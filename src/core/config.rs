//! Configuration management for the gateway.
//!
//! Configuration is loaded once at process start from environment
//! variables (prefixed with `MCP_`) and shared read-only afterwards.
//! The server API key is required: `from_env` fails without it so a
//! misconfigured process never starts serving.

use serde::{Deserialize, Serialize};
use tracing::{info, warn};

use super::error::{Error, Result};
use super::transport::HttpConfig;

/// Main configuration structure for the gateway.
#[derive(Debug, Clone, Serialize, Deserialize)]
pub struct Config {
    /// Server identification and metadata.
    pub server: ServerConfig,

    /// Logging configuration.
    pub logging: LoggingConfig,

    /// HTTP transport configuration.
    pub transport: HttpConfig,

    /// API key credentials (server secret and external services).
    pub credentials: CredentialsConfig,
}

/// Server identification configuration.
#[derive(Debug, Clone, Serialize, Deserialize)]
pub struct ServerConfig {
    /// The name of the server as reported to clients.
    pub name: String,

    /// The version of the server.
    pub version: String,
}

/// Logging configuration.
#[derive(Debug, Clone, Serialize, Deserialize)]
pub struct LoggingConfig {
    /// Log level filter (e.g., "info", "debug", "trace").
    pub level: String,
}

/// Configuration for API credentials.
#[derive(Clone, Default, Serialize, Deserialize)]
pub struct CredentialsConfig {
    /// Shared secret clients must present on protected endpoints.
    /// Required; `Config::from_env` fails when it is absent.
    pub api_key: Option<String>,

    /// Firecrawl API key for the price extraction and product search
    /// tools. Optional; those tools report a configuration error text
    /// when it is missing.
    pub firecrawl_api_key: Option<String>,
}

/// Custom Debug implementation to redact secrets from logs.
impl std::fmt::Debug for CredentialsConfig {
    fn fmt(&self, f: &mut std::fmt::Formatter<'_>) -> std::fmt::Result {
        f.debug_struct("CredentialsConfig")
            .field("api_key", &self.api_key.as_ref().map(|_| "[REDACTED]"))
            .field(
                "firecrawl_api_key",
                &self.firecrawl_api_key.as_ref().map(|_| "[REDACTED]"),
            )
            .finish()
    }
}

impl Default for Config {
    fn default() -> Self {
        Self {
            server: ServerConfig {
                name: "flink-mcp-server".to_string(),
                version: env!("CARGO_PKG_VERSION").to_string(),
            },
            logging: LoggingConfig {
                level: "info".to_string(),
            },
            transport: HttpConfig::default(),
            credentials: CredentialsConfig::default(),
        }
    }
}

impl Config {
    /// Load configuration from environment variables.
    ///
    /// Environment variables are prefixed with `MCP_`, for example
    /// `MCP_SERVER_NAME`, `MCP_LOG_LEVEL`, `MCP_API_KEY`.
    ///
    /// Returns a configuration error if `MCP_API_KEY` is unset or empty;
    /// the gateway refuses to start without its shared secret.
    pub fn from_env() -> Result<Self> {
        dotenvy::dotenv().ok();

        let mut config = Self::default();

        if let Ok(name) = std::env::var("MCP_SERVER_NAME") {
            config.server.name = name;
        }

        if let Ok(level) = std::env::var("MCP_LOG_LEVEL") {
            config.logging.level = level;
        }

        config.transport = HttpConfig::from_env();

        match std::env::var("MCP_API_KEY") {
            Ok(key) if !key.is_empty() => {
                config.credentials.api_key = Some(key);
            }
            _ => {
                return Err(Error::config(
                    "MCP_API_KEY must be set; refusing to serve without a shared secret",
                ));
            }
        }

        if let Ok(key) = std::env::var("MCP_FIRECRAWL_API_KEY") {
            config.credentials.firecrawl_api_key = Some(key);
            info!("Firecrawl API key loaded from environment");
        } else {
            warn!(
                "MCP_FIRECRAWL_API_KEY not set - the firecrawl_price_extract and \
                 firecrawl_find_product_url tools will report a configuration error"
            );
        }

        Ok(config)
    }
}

====

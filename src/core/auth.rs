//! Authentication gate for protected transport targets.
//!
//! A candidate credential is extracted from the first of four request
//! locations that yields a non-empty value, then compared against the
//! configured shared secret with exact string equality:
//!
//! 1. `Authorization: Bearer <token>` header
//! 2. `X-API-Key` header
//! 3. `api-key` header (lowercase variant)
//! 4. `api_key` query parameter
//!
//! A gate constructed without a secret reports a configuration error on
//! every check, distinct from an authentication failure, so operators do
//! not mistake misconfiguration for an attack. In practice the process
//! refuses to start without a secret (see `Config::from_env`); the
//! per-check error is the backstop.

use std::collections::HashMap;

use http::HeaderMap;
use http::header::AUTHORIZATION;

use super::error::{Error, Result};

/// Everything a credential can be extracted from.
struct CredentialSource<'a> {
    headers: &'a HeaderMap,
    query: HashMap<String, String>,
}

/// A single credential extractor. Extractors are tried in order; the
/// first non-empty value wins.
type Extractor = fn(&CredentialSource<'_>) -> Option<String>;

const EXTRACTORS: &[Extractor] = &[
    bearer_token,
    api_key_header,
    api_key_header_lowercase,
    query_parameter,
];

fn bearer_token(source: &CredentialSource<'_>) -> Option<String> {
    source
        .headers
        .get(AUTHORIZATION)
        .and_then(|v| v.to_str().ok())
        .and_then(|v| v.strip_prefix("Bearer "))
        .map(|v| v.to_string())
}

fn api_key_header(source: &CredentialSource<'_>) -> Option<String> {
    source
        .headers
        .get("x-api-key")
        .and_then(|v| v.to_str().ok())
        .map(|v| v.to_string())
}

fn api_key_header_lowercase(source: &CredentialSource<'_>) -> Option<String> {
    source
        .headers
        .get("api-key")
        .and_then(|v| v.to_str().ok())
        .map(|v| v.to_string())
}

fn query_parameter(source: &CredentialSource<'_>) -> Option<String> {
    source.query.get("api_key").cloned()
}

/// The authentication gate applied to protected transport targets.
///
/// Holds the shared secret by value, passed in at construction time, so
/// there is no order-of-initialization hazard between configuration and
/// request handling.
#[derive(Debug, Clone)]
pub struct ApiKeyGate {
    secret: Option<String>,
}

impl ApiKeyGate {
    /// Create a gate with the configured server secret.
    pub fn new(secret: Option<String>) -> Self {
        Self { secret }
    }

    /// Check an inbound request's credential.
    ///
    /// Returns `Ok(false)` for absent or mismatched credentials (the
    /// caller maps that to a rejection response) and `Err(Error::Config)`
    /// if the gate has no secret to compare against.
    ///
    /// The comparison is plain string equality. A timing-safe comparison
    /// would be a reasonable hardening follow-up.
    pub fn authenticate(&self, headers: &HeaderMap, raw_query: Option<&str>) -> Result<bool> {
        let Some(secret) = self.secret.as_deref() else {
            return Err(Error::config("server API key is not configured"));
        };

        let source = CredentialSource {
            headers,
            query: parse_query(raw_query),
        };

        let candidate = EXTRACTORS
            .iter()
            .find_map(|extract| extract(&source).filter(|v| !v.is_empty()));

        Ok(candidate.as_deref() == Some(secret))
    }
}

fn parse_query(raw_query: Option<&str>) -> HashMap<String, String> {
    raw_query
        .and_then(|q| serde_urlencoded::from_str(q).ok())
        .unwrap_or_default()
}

====

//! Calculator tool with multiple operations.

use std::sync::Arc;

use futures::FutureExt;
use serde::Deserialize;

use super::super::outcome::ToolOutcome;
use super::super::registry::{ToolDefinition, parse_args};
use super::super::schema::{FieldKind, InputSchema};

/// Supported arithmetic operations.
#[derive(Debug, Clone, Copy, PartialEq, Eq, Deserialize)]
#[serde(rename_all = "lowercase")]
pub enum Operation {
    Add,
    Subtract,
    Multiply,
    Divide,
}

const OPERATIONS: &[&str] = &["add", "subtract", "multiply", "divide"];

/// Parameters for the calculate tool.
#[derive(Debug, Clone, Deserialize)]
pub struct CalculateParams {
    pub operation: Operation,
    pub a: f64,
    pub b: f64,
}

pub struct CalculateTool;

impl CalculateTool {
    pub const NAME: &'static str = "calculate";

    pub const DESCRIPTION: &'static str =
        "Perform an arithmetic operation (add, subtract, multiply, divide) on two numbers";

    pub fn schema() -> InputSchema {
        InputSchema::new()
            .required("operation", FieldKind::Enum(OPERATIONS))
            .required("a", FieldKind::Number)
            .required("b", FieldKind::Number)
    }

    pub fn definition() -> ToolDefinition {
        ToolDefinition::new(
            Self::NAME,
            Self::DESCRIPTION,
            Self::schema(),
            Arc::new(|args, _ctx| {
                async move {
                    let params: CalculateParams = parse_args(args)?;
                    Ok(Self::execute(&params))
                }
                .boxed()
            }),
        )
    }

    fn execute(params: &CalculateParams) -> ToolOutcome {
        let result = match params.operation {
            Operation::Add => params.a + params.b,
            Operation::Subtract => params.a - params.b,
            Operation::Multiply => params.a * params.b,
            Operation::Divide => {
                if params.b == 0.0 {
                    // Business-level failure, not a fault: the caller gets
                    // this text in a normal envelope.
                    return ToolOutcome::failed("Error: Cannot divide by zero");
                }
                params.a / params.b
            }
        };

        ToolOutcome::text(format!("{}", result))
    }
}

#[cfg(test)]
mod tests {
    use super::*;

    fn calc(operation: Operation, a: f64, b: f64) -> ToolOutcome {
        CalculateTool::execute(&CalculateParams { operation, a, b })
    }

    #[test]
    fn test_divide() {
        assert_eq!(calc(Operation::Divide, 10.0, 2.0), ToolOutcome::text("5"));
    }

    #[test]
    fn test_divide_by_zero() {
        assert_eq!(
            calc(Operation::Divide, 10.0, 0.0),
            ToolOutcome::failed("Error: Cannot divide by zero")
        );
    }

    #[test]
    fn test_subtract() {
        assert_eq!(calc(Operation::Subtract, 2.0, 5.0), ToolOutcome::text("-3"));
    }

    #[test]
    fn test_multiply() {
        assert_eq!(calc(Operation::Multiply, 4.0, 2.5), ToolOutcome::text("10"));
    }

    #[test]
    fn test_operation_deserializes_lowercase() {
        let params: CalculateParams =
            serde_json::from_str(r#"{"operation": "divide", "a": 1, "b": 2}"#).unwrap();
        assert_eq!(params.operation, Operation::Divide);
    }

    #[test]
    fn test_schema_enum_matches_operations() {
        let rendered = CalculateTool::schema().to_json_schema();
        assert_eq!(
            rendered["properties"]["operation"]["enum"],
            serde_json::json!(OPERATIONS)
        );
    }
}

====

WHAT TO PRODUCE – Beginning at the line above with "filename src/core/config.rs" and finishing at the line with "it is absent.", return each line exactly and return nothing else.

ANSWER TO THE PROBLEM –
filename src/core/config.rs
//! Configuration management for the gateway.
//!
//! Configuration is loaded once at process start from environment
//! variables (prefixed with `MCP_`) and shared read-only afterwards.
//! The server API key is required: `from_env` fails without it so a
//! misconfigured process never starts serving.

use serde::{Deserialize, Serialize};
use tracing::{info, warn};

use super::error::{Error, Result};
use super::transport::HttpConfig;

/// Main configuration structure for the gateway.
#[derive(Debug, Clone, Serialize, Deserialize)]
pub struct Config {
    /// Server identification and metadata.
    pub server: ServerConfig,

    /// Logging configuration.
    pub logging: LoggingConfig,

    /// HTTP transport configuration.
    pub transport: HttpConfig,

    /// API key credentials (server secret and external services).
    pub credentials: CredentialsConfig,
}

/// Server identification configuration.
#[derive(Debug, Clone, Serialize, Deserialize)]
pub struct ServerConfig {
    /// The name of the server as reported to clients.
    pub name: String,

    /// The version of the server.
    pub version: String,
}

/// Logging configuration.
#[derive(Debug, Clone, Serialize, Deserialize)]
pub struct LoggingConfig {
    /// Log level filter (e.g., "info", "debug", "trace").
    pub level: String,
}

/// Configuration for API credentials.
#[derive(Clone, Default, Serialize, Deserialize)]
pub struct CredentialsConfig {
    /// Shared secret clients must present on protected endpoints.
    /// Required; `Config::from_env` fails when it is absent.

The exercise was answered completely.